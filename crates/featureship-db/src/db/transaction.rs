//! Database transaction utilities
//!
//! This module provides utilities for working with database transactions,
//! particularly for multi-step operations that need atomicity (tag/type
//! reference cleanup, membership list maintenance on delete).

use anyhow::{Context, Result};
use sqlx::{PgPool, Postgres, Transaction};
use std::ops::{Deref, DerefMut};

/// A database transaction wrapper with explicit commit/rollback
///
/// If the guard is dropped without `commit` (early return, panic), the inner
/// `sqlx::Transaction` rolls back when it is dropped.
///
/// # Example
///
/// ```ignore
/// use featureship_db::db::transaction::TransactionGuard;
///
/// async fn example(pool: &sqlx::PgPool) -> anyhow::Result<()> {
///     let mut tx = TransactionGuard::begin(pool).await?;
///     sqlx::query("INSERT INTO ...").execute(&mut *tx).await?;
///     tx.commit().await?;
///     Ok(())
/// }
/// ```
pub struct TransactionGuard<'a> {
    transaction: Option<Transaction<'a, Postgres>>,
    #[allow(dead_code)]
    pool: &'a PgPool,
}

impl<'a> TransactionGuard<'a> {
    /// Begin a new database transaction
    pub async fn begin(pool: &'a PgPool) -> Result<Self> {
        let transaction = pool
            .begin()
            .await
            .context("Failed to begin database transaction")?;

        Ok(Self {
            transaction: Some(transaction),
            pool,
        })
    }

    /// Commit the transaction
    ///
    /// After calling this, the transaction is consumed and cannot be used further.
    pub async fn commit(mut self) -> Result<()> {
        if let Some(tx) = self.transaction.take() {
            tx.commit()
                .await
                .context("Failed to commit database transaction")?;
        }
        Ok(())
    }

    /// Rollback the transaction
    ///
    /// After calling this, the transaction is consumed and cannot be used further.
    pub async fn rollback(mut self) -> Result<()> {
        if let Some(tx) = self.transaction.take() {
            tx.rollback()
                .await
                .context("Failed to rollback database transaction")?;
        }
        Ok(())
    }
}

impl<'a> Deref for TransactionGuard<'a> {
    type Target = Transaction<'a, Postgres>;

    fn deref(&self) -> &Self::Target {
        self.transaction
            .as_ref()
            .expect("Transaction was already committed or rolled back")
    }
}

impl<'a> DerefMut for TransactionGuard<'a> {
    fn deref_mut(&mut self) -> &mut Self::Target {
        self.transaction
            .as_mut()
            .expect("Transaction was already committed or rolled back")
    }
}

_____

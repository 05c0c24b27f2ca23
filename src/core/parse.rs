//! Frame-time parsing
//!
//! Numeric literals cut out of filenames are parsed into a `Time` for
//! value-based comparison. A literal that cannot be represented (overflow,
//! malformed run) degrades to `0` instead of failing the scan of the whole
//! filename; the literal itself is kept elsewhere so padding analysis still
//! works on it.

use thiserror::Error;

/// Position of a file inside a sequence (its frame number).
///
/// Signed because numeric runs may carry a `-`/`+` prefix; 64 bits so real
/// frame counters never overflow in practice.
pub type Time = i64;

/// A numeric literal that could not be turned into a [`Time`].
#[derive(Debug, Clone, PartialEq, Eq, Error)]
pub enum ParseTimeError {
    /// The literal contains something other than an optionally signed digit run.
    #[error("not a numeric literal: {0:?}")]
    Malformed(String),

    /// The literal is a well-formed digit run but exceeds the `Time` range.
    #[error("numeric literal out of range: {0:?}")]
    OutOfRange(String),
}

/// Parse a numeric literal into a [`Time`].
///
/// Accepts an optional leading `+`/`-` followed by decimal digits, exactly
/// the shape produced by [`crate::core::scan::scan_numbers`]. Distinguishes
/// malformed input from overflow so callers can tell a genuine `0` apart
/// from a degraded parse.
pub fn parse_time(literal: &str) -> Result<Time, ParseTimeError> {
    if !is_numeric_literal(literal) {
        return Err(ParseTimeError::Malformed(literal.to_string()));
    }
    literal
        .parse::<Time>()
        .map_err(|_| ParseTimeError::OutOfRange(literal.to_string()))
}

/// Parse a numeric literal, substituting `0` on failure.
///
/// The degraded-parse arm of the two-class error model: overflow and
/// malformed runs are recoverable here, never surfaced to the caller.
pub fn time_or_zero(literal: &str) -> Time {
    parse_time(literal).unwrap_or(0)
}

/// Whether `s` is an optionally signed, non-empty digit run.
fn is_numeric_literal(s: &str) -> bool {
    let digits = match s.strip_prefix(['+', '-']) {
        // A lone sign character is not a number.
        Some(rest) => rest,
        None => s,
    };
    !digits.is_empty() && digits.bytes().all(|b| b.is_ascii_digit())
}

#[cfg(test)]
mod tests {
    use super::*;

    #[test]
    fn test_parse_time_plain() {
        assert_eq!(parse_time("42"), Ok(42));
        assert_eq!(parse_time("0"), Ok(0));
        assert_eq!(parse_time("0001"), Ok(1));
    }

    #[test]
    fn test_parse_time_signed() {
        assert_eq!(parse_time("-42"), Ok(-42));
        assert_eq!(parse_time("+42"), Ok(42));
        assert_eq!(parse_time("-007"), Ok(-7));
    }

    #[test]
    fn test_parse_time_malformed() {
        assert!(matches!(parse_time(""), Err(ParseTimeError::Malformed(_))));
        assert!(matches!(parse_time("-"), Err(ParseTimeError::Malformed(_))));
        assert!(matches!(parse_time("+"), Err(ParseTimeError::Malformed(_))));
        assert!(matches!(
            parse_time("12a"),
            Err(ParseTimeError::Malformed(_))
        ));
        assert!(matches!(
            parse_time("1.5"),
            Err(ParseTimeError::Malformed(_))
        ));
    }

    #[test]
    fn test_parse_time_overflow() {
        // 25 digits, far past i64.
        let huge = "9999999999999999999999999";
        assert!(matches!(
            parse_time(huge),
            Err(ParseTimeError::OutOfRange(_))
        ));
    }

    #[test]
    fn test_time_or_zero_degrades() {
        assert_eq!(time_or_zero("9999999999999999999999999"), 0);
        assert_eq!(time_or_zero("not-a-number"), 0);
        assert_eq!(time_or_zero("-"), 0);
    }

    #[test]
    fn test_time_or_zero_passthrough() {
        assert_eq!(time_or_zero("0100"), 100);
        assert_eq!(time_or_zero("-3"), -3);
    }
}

_____

Exercise: Copy down every line of the material above that includes the string "degraded".

Task result:
/// from a degraded parse.
/// The degraded-parse arm of the two-class error model: overflow and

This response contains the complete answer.